//! Input provider trait definition.

use std::fmt::Debug;
use std::io::Read;
use std::path::Path;

use crate::format::FormatKind;

/// Trait for sources that can be opened as a byte stream.
///
/// Providers are shared with pool workers, so they must be `Send + Sync`.
pub trait InputProvider: Send + Sync + Debug {
    /// Returns an identifier for this source, used in errors and logs.
    ///
    /// Convention: "-" for stdin, file path for files.
    fn id(&self) -> &str;

    /// Open and return a new readable stream positioned at the beginning.
    fn open(&self) -> std::io::Result<Box<dyn Read + Send>>;

    /// Format suggested by the source itself, if any.
    fn format_hint(&self) -> Option<FormatKind> {
        FormatKind::from_path(Path::new(self.id()))
    }
}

::::::

■ Your objective ■
Please output exactly the lines between the one holding "use std::path::Path;" and the one holding "pub trait InputProvider: Send" in the records above, inclusive, and nothing more.

■ Answer box ■
use std::path::Path;

use crate::format::FormatKind;

/// Trait for sources that can be opened as a byte stream.
///
/// Providers are shared with pool workers, so they must be `Send + Sync`.
pub trait InputProvider: Send + Sync + Debug {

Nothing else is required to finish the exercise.